A case–control study of bisphenol A and endometrioma among subgroup of Iranian women
Batool Hossein Rashidi1, Massoud Amanlou2, Tahere Behrouzi Lak3, Mahya Ghazizadeh1, Bita Eslami1
1 Vali-e-Asr Reproductive Health Research Center, Tehran University of Medical Sciences, Tehran, Iran
2 Department of Medicinal Chemistry, Faculty of Pharmacy, Drug Design and Development Research Center, Tehran University of Medical Sciences, Tehran, Iran
3 Department of Obstetrics and Gynecology, Reproductive Health Research Center, Urmia University of Medical Sciences, Urmia, Iran
|Date of Submission||29-Apr-2016|
|Date of Decision||07-Sep-2016|
|Date of Acceptance||26-Oct-2016|
|Date of Web Publication||27-Jan-2017|
PhD Candidate, Vali-e-Asr Reproductive Health Research Center, Second Building of Vali-e-Asr, Imam Khomeini Hospital, Keshavarz Blv., Tehran
Source of Support: None, Conflict of Interest: None
Background: Endometriosis is a multifactorial hormonally related complex disease with unknown etiology. Epidemiologic data were suggested the possible effects of endocrine disrupting chemicals such as bisphenol A (BPA) on endometriosis. BPA is similar to endogenous estrogen and has the ability to interact with estrogen receptors and stimulate estrogen production. Our aim was to evaluate the relationship between urinary BPA concentrations in women with endometrioma. Materials and Methods: This case–control study consisted of fifty women who have been referred to gynecology and infertility center with endometrioma and were candidates for operative laparoscopy and ovarian cystectomy as cases. Fifty women who had not any evidence of endometrioma in clinical and ultrasound evaluation and came to the same clinic for routine check-up were selected as controls. One-time urine sample was collected after receiving informed consent before surgery and medical intervention.

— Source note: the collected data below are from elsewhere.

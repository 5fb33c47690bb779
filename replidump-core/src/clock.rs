//! The `YYYYMMDD-HHMMSS` filename timestamp.
//!
//! Every backup file carries its creation time in its name; ages are always
//! derived from that segment, never from filesystem metadata, so they stay
//! stable across copies and restores.

use chrono::{Local, NaiveDateTime, TimeZone};
use once_cell::sync::Lazy;
use regex::Regex;

pub const DATE_FORMAT: &str = "%Y%m%d-%H%M%S";

static DATE_RE: Lazy<Regex> = Lazy::new(|| Regex::new(r"^\d{8}-\d{6}$").unwrap());

/// Whether a string has the exact `YYYYMMDD-HHMMSS` shape.
///
/// Shape only; use [`parse_date_string`] to also reject impossible dates.
pub fn looks_like_date_string(s: &str) -> bool {
    DATE_RE.is_match(s)
}

/// Format a unix timestamp as a filename date segment, in local time.
pub fn format_timestamp(ts: i64) -> String {
    match Local.timestamp_opt(ts, 0) {
        chrono::LocalResult::Single(dt) | chrono::LocalResult::Ambiguous(dt, _) => {
            dt.format(DATE_FORMAT).to_string()
        }
        chrono::LocalResult::None => Local::now().format(DATE_FORMAT).to_string(),
    }
}

/// The current local time as a filename date segment.
pub fn now_date_string() -> String {
    Local::now().format(DATE_FORMAT).to_string()
}

/// Parse a filename date segment back to unix seconds, interpreting it as
/// local time. Returns `None` when the shape or the calendar rejects it.
pub fn parse_date_string(date_string: &str) -> Option<i64> {
    if !looks_like_date_string(date_string) {
        return None;
    }
    let naive = NaiveDateTime::parse_from_str(date_string, DATE_FORMAT).ok()?;
    // DST gaps can make a local time ambiguous or nonexistent; earliest is
    // good enough for age arithmetic.
    Local
        .from_local_datetime(&naive)
        .earliest()
        .map(|dt| dt.timestamp())
}

/// Current unix time in seconds.
pub fn now_ts() -> i64 {
    Local::now().timestamp()
}
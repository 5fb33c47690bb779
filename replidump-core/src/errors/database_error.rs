//! Per-database policy errors.

use super::file_error::FileError;

/// Failures while running one database's backup and retention policy.
///
/// Subprocess failures (dump, compress, hash) are contained to the attempt
/// and never reach here; what remains fatal to a database is the filesystem
/// refusing a delete or copy. Contained at the database boundary: other
/// databases in the same run are unaffected, but any of these flips the
/// process exit code.
#[derive(Debug, thiserror::Error)]
pub enum DatabaseError {
    #[error("{db_name}: {source}")]
    File { db_name: String, source: FileError },
}
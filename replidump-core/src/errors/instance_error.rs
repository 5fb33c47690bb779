//! Backup instance reconciliation errors.

use super::file_error::FileError;

/// Invariant violations found while reconciling one backup instance.
///
/// Except for `FilesInFlight`, raising one of these means the instance
/// already destroyed every file it owned.
#[derive(Debug, thiserror::Error)]
pub enum InstanceError {
    #[error("{db_name} {date_string}: a member file is open by another process")]
    FilesInFlight { db_name: String, date_string: String },

    #[error("{db_name} {date_string}: checksum file missing")]
    MissingChecksum { db_name: String, date_string: String },

    #[error("{db_name} {date_string}: checksum file present but empty")]
    EmptyChecksum { db_name: String, date_string: String },

    #[error("{db_name} {date_string}: no dump file on disk")]
    MissingDump { db_name: String, date_string: String },

    #[error("{db_name} {date_string}: expected exactly one dump and one checksum file")]
    AmbiguousFiles { db_name: String, date_string: String },

    #[error("{db_name} {date_string}: stale {path} survived its replacement")]
    StaleFile {
        db_name: String,
        date_string: String,
        path: std::path::PathBuf,
    },

    #[error(transparent)]
    File(#[from] FileError),
}
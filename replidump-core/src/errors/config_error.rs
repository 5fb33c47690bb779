//! Configuration errors.

/// Errors raised while loading and validating the settings file.
///
/// All of these are fatal before any backup work starts.
#[derive(Debug, thiserror::Error)]
pub enum ConfigError {
    #[error("settings file not found: {path}")]
    FileNotFound { path: String },

    #[error("settings parse error in {path}: {message}")]
    ParseError { path: String, message: String },

    #[error("missing required option [{section}] {option}")]
    MissingOption { section: String, option: String },

    #[error("invalid value for [{section}] {option}: {message}")]
    InvalidValue {
        section: String,
        option: String,
        message: String,
    },
}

Total BPA in urine was measured with high-performance liquid chromatography method and detection limit was 0.33 ng/mL. Results: Percentage of urine samples containing BPA was 86% of cases and 82.4% of control. Urinary BPA showed a right-skewed distribution. The mean concentration of BPA was 5.53 ± 3.47 ng/mL and 1.43 ± 1.57 ng/mL in endometriosis and control group, respectively (P < 0.0001, Mann–Whitney U-test). The logistic regression showed that the odds ratio of the BPA was 1.74 (95% confidence interval: 1.40–2.16) after adjustment of age, parity, body mass index <30, and educational status. Conclusion: This study showed a positive association between urinary BPA concentrations and endometrioma. However, further large-scale studies are needed to confirm this hypothesis.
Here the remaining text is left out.